Enroot is a container runtime developed by NVIDIA that runs Docker and OCI container images in unprivileged user space, without requiring root access or a daemon. It converts container images into unprivileged sandboxes that can be started like regular processes.

Pyxis is a companion Slurm plugin, also developed by NVIDIA, that integrates Enroot directly into srun and sbatch. Together, they allow running containers as native Slurm job steps, without any manual image management.

More documentation#

The following documentation is specifically intended for using Enroot and Pyxis on Sherlock. For more complete documentation, please refer to the Enroot and Pyxis documentation on GitHub.

Enroot on Sherlock#

Enroot and Pyxis are available on Sherlock and work alongside Apptainer as an alternative container solution.
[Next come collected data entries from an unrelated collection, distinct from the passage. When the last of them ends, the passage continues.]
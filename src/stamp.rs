use crate::config::StampConfig;
use crate::error::{LabelError, Result};
use chrono::Utc;
use chrono_tz::Tz;
use lopdf::content::{Content, Operation};
use lopdf::{Dictionary, Document, Object, ObjectId, Stream, dictionary};
use std::collections::BTreeMap;

const SIGNATURE_PLACEHOLDER: &str = "__________________";
const STAMP_FONT_KEY: &str = "BLStamp";

/// Overlay line for the shipper signature box: name (or a blank line to
/// sign on) and today's date in the fixed zone.
pub fn signature_line(shipper: &str, tz: Tz) -> String {
    let today = Utc::now().with_timezone(&tz).format("%m/%d/%Y").to_string();
    format_signature(shipper, &today)
}

fn format_signature(shipper: &str, date: &str) -> String {
    let name = if shipper.trim().is_empty() {
        SIGNATURE_PLACEHOLDER
    } else {
        shipper
    };
    format!("{name}    {date}")
}

/// Timestamp for output filenames, same fixed zone as the stamp date.
pub fn batch_timestamp(tz: Tz) -> String {
    Utc::now()
        .with_timezone(&tz)
        .format("%Y%m%d-%H%M%S")
        .to_string()
}

/// Stamp the signature line onto every page of an uploaded BOL.
///
/// Appends a self-contained overlay content stream per page and registers
/// a Helvetica resource; existing page content is never rewritten.
pub fn stamp_pages(doc: &mut Document, line: &str, cfg: &StampConfig) -> Result<()> {
    let font_id = doc.add_object(dictionary! {
        "Type" => "Font",
        "Subtype" => "Type1",
        "BaseFont" => "Helvetica",
    });

    let overlay = Content {
        operations: vec![
            Operation::new("q", vec![]),
            Operation::new("rg", vec![0.into(), 0.into(), 0.into()]),
            Operation::new("BT", vec![]),
            Operation::new(
                "Tf",
                vec![
                    Object::Name(STAMP_FONT_KEY.as_bytes().to_vec()),
                    cfg.font_size.into(),
                ],
            ),
            Operation::new("Td", vec![cfg.anchor_x.into(), cfg.anchor_y.into()]),
            Operation::new("Tj", vec![Object::string_literal(line)]),
            Operation::new("ET", vec![]),
            Operation::new("Q", vec![]),
        ],
    };
    let encoded = overlay
        .encode()
        .map_err(|e| LabelError::Pdf(e.to_string()))?;

    let pages: Vec<ObjectId> = doc.get_pages().into_values().collect();
    for page_id in pages {
        let stream_id = doc.add_object(Stream::new(dictionary! {}, encoded.clone()));
        append_page_content(doc, page_id, stream_id)?;
        register_stamp_font(doc, page_id, font_id)?;
    }
    Ok(())
}

fn append_page_content(doc: &mut Document, page_id: ObjectId, stream_id: ObjectId) -> Result<()> {
    let existing = page_dict(doc, page_id)?.get(b"Contents").ok().cloned();

    let mut contents: Vec<Object> = match existing {
        Some(Object::Reference(id)) => vec![Object::Reference(id)],
        Some(Object::Array(items)) => items,
        // Contents should be a reference, but a direct stream object still
        // has to survive the rewrite into array form.
        Some(other) => vec![Object::Reference(doc.add_object(other))],
        None => Vec::new(),
    };
    contents.push(Object::Reference(stream_id));

    page_dict_mut(doc, page_id)?.set("Contents", Object::Array(contents));
    Ok(())
}

/// Add the stamp font to the page's font resources. The effective
/// Resources dictionary (own or inherited from the page tree) is
/// materialized as an inline copy first, so inherited entries survive.
fn register_stamp_font(doc: &mut Document, page_id: ObjectId, font_id: ObjectId) -> Result<()> {
    let mut resources = effective_resources(doc, page_id).unwrap_or_else(Dictionary::new);

    let mut fonts = resources
        .get(b"Font")
        .ok()
        .and_then(|f| doc.dereference(f).ok())
        .and_then(|(_, resolved)| resolved.as_dict().ok())
        .cloned()
        .unwrap_or_else(Dictionary::new);
    fonts.set(STAMP_FONT_KEY, Object::Reference(font_id));
    resources.set("Font", Object::Dictionary(fonts));

    page_dict_mut(doc, page_id)?.set("Resources", Object::Dictionary(resources));
    Ok(())
}

/// Resources for a page, following the Parent chain when the page itself
/// carries none.
fn effective_resources(doc: &Document, page_id: ObjectId) -> Option<Dictionary> {
    let mut node_id = page_id;
    loop {
        let dict = doc.get_object(node_id).ok()?.as_dict().ok()?;
        if let Ok(res) = dict.get(b"Resources") {
            return doc
                .dereference(res)
                .ok()
                .and_then(|(_, resolved)| resolved.as_dict().ok())
                .cloned();
        }
        node_id = dict.get(b"Parent").ok()?.as_reference().ok()?;
    }
}

/// Concatenate stamped BOL documents into the combined artifact.
///
/// Page order is source order: documents in input order, pages in page
/// order within each. Catalogs and page trees are rebuilt; inherited page
/// attributes are materialized onto each page first so nothing is lost
/// when the old tree nodes are discarded.
pub fn merge_documents(documents: Vec<Document>) -> Result<Document> {
    let mut max_id = 1;
    let mut page_ids: Vec<ObjectId> = Vec::new();
    let mut page_dicts: BTreeMap<ObjectId, Dictionary> = BTreeMap::new();
    let mut all_objects: BTreeMap<ObjectId, Object> = BTreeMap::new();

    for mut doc in documents {
        doc.renumber_objects_with(max_id);
        max_id = doc.max_id + 1;

        for (_, page_id) in doc.get_pages() {
            page_dicts.insert(page_id, materialized_page(&doc, page_id)?);
            page_ids.push(page_id);
        }
        all_objects.extend(doc.objects);
    }

    let mut merged = Document::with_version("1.5");
    for (id, object) in all_objects {
        // Catalogs, tree nodes and page dicts are rebuilt below.
        match object_type(&object) {
            Some(b"Catalog") | Some(b"Pages") | Some(b"Page") | Some(b"Outlines") => {}
            _ => {
                merged.objects.insert(id, object);
            }
        }
    }
    merged.max_id = max_id;

    let pages_id = merged.new_object_id();
    for &page_id in &page_ids {
        let Some(mut dict) = page_dicts.remove(&page_id) else {
            continue;
        };
        dict.set("Parent", Object::Reference(pages_id));
        merged.objects.insert(page_id, Object::Dictionary(dict));
    }

    let kids: Vec<Object> = page_ids.iter().map(|&id| Object::Reference(id)).collect();
    let count = kids.len() as i64;
    merged.objects.insert(
        pages_id,
        Object::Dictionary(dictionary! {
            "Type" => "Pages",
            "Kids" => kids,
            "Count" => count,
        }),
    );

    let catalog_id = merged.add_object(dictionary! {
        "Type" => "Catalog",
        "Pages" => pages_id,
    });
    merged.trailer.set("Root", catalog_id);
    merged.renumber_objects();
    merged.compress();

    Ok(merged)
}

/// Page dict clone with Resources/MediaBox/CropBox/Rotate pulled down from
/// the page tree when the page doesn't carry its own.
fn materialized_page(doc: &Document, page_id: ObjectId) -> Result<Dictionary> {
    let mut dict = page_dict(doc, page_id)?.clone();
    for key in [
        &b"Resources"[..],
        &b"MediaBox"[..],
        &b"CropBox"[..],
        &b"Rotate"[..],
    ] {
        if dict.get(key).is_err() {
            if let Some(value) = inherited_attr(doc, page_id, key) {
                dict.set(key.to_vec(), value);
            }
        }
    }
    Ok(dict)
}

fn inherited_attr(doc: &Document, page_id: ObjectId, key: &[u8]) -> Option<Object> {
    let mut node_id = page_dict(doc, page_id)
        .ok()?
        .get(b"Parent")
        .ok()?
        .as_reference()
        .ok()?;
    loop {
        let dict = doc.get_object(node_id).ok()?.as_dict().ok()?;
        if let Ok(value) = dict.get(key) {
            return Some(value.clone());
        }
        node_id = dict.get(b"Parent").ok()?.as_reference().ok()?;
    }
}

fn object_type(object: &Object) -> Option<&[u8]> {
    match object {
        Object::Dictionary(dict) => match dict.get(b"Type") {
            Ok(Object::Name(name)) => Some(name.as_slice()),
            _ => None,
        },
        _ => None,
    }
}

fn page_dict(doc: &Document, page_id: ObjectId) -> Result<&Dictionary> {
    doc.get_object(page_id)
        .and_then(|o| o.as_dict())
        .map_err(|e| LabelError::Pdf(e.to_string()))
}

fn page_dict_mut(doc: &mut Document, page_id: ObjectId) -> Result<&mut Dictionary> {
    doc.get_object_mut(page_id)
        .and_then(|o| o.as_dict_mut())
        .map_err(|e| LabelError::Pdf(e.to_string()))
}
They are particularly well-suited for workflows that rely on images from Docker Hub or the NVIDIA GPU Cloud (NGC).

Importing images#

The first step is to import a container image using enroot import. This converts a Docker/OCI image into a squash filesystem (.sqsh) file:

$ enroot import docker://debian:12

To import an image from the NVIDIA GPU Cloud:

$ enroot import docker://nvcr.io/nvidia/pytorch:24.01-py3

Images are saved as .sqsh files in the current directory by default. For better performance, store them in $SCRATCH or $GROUP_SCRATCH.

Creating containers#

Once you have a .sqsh file, create a container from it:

$ enroot create debian+12.sqsh

This unpacks the image into a container root filesystem stored under $ENROOT_DATA_PATH. You can list your containers with enroot list and remove them with enroot remove <name>.

Running containers#

Start an interactive session in a container:

$ enroot start debian+12

To run a specific command:

$ enroot start debian+12 python3 my_script.py

Sherlock filesystems are automatically mounted

All Sherlock filesystems ($HOME, $GROUP_HOME, $SCRATCH, $GROUP_SCRATCH, $L_SCRATCH, and $OAK if applicable) are automatically mounted inside the container and accessible at their usual paths.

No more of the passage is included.